In the entries that follow, how many lines include "Creating"? Give the number and nothing else.

Provided material: Begin

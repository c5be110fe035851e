use std::collections::BTreeMap;

use itertools::Itertools;
use serde::{Deserialize, Serialize};

use crate::{
    category::Category,
    tag::{join_tags, split_tags},
};

/// The editable tag document describing a single media post.
#[derive(Debug, Clone, PartialEq, Eq, Serialize, Deserialize)]
#[serde(rename_all = "PascalCase")]
pub struct TagDocument {
    pub style: String,
    pub title: String,
    pub category: CategoryInfo,
    pub taglist: Taglist,
    #[serde(default, skip_serializing_if = "Option::is_none")]
    pub table: Option<BTreeMap<String, String>>,
    #[serde(default, skip_serializing_if = "Option::is_none")]
    pub cover: Option<String>,
    #[serde(default)]
    pub collages: Vec<String>,
    #[serde(default, skip_serializing_if = "Option::is_none")]
    pub graph: Option<String>,
    #[serde(default, skip_serializing_if = "Option::is_none")]
    pub poster: Option<String>,
    #[serde(default)]
    pub screens: Vec<String>,
}

#[derive(Debug, Clone, Default, PartialEq, Eq, Serialize, Deserialize)]
pub struct CategoryInfo {
    #[serde(rename = "Emp")]
    pub emp: String,
    #[serde(rename = "Ent")]
    pub ent: String,
    #[serde(rename = "PBay")]
    pub pbay: String,
}

/// Raw tag strings keyed by category.
///
/// Every value is a space separated list of tags,
/// except for [`Category::Comment`] which holds free text.
#[derive(Debug, Clone, Default, PartialEq, Eq, Serialize, Deserialize)]
#[serde(transparent)]
pub struct Taglist(BTreeMap<Category, String>);

impl Taglist {
    pub fn raw(&self, category: Category) -> &str {
        self.0.get(&category).map(String::as_str).unwrap_or_default()
    }

    pub fn set_raw(&mut self, category: Category, value: String) {
        self.0.insert(category, value);
    }

    pub fn comment(&self) -> &str {
        self.raw(Category::Comment)
    }

    /// The deduplicated and sorted tags of a category.
    ///
    /// The comment is free text and never yields tags.
    pub fn tags(&self, category: Category) -> Vec<String> {
        if category == Category::Comment {
            return vec![];
        }
        split_tags(self.raw(category))
    }

    /// Removes every literal occurrence of `tag`, keeping the order of the rest.
    ///
    /// Returns `true` if something was removed.
    pub fn remove_tag(&mut self, category: Category, tag: &str) -> bool {
        let before: Vec<&str> = self.raw(category).split_whitespace().collect();
        let after: Vec<&str> = before.iter().copied().filter(|t| *t != tag).collect();
        if before.len() == after.len() {
            return false;
        }
        let joined = join_tags(&after);
        self.set_raw(category, joined);
        true
    }

    /// Substitutes `old` with `new`, then deduplicates and sorts the category.
    pub fn replace_tag(&mut self, category: Category, old: &str, new: &str) {
        let mut tags: Vec<&str> = self
            .raw(category)
            .split_whitespace()
            .filter(|t| *t != old)
            .collect();
        tags.push(new);
        tags.sort_unstable();
        tags.dedup();
        let joined = join_tags(&tags);
        self.set_raw(category, joined);
    }

    /// Appends tags to a category, then deduplicates and sorts it.
    pub fn add_tags<S: AsRef<str>>(&mut self, category: Category, new_tags: &[S]) {
        let mut tags: Vec<&str> = self.raw(category).split_whitespace().collect();
        tags.extend(new_tags.iter().map(AsRef::as_ref));
        tags.sort_unstable();
        tags.dedup();
        let joined = join_tags(&tags);
        self.set_raw(category, joined);
    }

    /// All tags of all categories merged into a single string.
    ///
    /// The tags are sorted as written and lower cased afterwards,
    /// so upper case tags keep their place in front of lower case ones.
    /// Tags that only differ in case are merged into their first occurrence.
    pub fn merged(&self) -> String {
        let merged: Vec<String> = Category::with_tags()
            .flat_map(|c| self.tags(c))
            .sorted()
            .map(|t| t.to_lowercase())
            .unique()
            .collect();
        join_tags(&merged)
    }
}
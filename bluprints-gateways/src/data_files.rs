use bluprints_core::{
    dictionary::Dictionary,
    repositories::{Error, Result},
    samples::Samples,
};
use std::{fs, path::PathBuf};

use crate::json_file::{parse_json, read_json, write_json};

pub const DICTIONARY_FILE_NAME: &str = "bluprints_dict.json";
pub const SAMPLE_FILE_NAME: &str = "bluprints_sample.json";

const BUNDLED_DICTIONARY: &str = include_str!("../data/bluprints_dict.json");
const BUNDLED_SAMPLE: &str = include_str!("../data/bluprints_sample.json");

/// Where the example data files are taken from.
#[derive(Debug, Clone, PartialEq, Eq)]
pub enum ExampleSource {
    /// Compiled into the binary.
    Bundled,
    /// A directory containing both example files.
    Directory(PathBuf),
}

impl ExampleSource {
    fn read(&self, file_name: &str) -> Result<(PathBuf, Vec<u8>)> {
        match self {
            Self::Bundled => {
                let content = match file_name {
                    DICTIONARY_FILE_NAME => BUNDLED_DICTIONARY,
                    SAMPLE_FILE_NAME => BUNDLED_SAMPLE,
                    _ => {
                        return Err(Error::ConfigMissing {
                            path: PathBuf::from(file_name),
                        })
                    }
                };
                Ok((PathBuf::from(file_name), content.as_bytes().to_vec()))
            }
            Self::Directory(dir) => {
                let path = dir.join(file_name);
                let bytes = fs::read(&path).map_err(|err| {
                    log::debug!("Unable to read {}: {err}", path.display());
                    Error::ConfigMissing { path: path.clone() }
                })?;
                Ok((path, bytes))
            }
        }
    }
}

/// The active dictionary and samples of a configuration directory.
#[derive(Debug, Clone)]
pub struct DataFiles {
    dir: PathBuf,
}

impl DataFiles {
    pub fn new<P: Into<PathBuf>>(dir: P) -> Self {
        Self { dir: dir.into() }
    }

    pub fn dictionary_file(&self) -> PathBuf {
        self.dir.join(DICTIONARY_FILE_NAME)
    }

    pub fn sample_file(&self) -> PathBuf {
        self.dir.join(SAMPLE_FILE_NAME)
    }

    /// Creates missing data files from the examples and loads them.
    ///
    /// Fails with [`Error::ConfigMissing`] if an example
    /// is needed but unreadable or malformed.
    pub fn ensure(&self, examples: &ExampleSource) -> Result<(Dictionary, Samples)> {
        fs::create_dir_all(&self.dir)?;

        let dictionary_file = self.dictionary_file();
        if !dictionary_file.exists() {
            let dictionary: Dictionary = load_example(examples, DICTIONARY_FILE_NAME)?.1;
            log::info!("Creating {}", dictionary_file.display());
            write_json(&dictionary_file, &dictionary)?;
        }

        let sample_file = self.sample_file();
        if !sample_file.exists() {
            let (bytes, _): (_, Samples) = load_example(examples, SAMPLE_FILE_NAME)?;
            log::info!("Creating {}", sample_file.display());
            fs::write(&sample_file, bytes)?;
        }

        let dictionary = read_json(&dictionary_file)?;
        let samples: Samples = read_json(&sample_file)?;
        for (category, template) in samples.without_placeholder() {
            log::warn!("The template '{template}' of [{category}] has no placeholder");
        }
        Ok((dictionary, samples))
    }
}

fn load_example<T>(examples: &ExampleSource, file_name: &str) -> Result<(Vec<u8>, T)>
where
    T: serde::de::DeserializeOwned,
{
    let (path, bytes) = examples.read(file_name)?;
    let value = parse_json(&path, &bytes).map_err(|err| {
        log::error!("{err}");
        Error::ConfigMissing { path }
    })?;
    Ok((bytes, value))
}
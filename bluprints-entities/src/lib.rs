#![deny(missing_debug_implementations)]
#![deny(rustdoc::broken_intra_doc_links)]
#![cfg_attr(test, deny(warnings))]

//! # bluprints-entities
//!
//! Reusable, agnostic domain entities for bluprints.
//!
//! The entities only contain generic functionality that does not reveal any application-specific business logic.

pub mod category;
pub mod description;
pub mod document;
pub mod tag;
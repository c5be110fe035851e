use std::path::{Path, PathBuf};

use anyhow::{Context as _, Result};
use clap::Parser;
use rand::{rngs::StdRng, SeedableRng};

use bluprints_core::{gateways::prompt::Prompt, usecases};
use bluprints_gateways::{console::Console, data_files::DataFiles, json_file::JsonFiles};

use crate::config::Config;

#[derive(Debug, Parser)]
#[command(author, version, about, long_about = None)]
struct Args {
    /// Tag document to describe
    filepath: PathBuf,

    /// Configuration file
    #[arg(short, long, value_name = "FILE")]
    config: Option<PathBuf>,
}

pub fn run() -> Result<()> {
    let args = Args::parse();

    if let Ok(path) = dotenvy::dotenv() {
        log::debug!("Loaded environment from {}", path.display());
    }
    let cfg = Config::try_load_from_file_or_default(args.config.as_ref())?;

    let console = Console;
    let document_file = provide_path(&console, "tag_file", args.filepath)?;

    let data_files = DataFiles::new(&cfg.data.dir);
    let (mut dictionary, samples) = data_files
        .ensure(&cfg.data.examples)
        .with_context(|| format!("Unable to prepare {}", cfg.data.dir.display()))?;
    log::debug!(
        "Loaded {} dictionary categories from {}",
        dictionary.len(),
        data_files.dictionary_file().display()
    );

    let repo = JsonFiles::new(data_files.dictionary_file(), &document_file);
    let mut rng = match cfg.render.seed {
        Some(seed) => StdRng::seed_from_u64(seed),
        None => StdRng::from_entropy(),
    };

    let description =
        usecases::build_description(&repo, &console, &mut rng, &mut dictionary, &samples)
            .with_context(|| format!("Unable to describe {}", document_file.display()))?;

    let json = if cfg.output.pretty {
        serde_json::to_string_pretty(&description)?
    } else {
        serde_json::to_string(&description)?
    };
    println!("{json}");
    Ok(())
}

/// Asks for another path until the file exists.
fn provide_path<P: Prompt>(prompt: &P, kind: &str, mut path: PathBuf) -> Result<PathBuf> {
    while !is_file(&path) {
        let answer = prompt.read_line(&format!("{kind} not found please provide path:"))?;
        path = PathBuf::from(answer.trim());
    }
    Ok(path)
}

fn is_file(path: &Path) -> bool {
    !path.as_os_str().is_empty() && path.is_file()
}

Provided material: End

-- Result --
2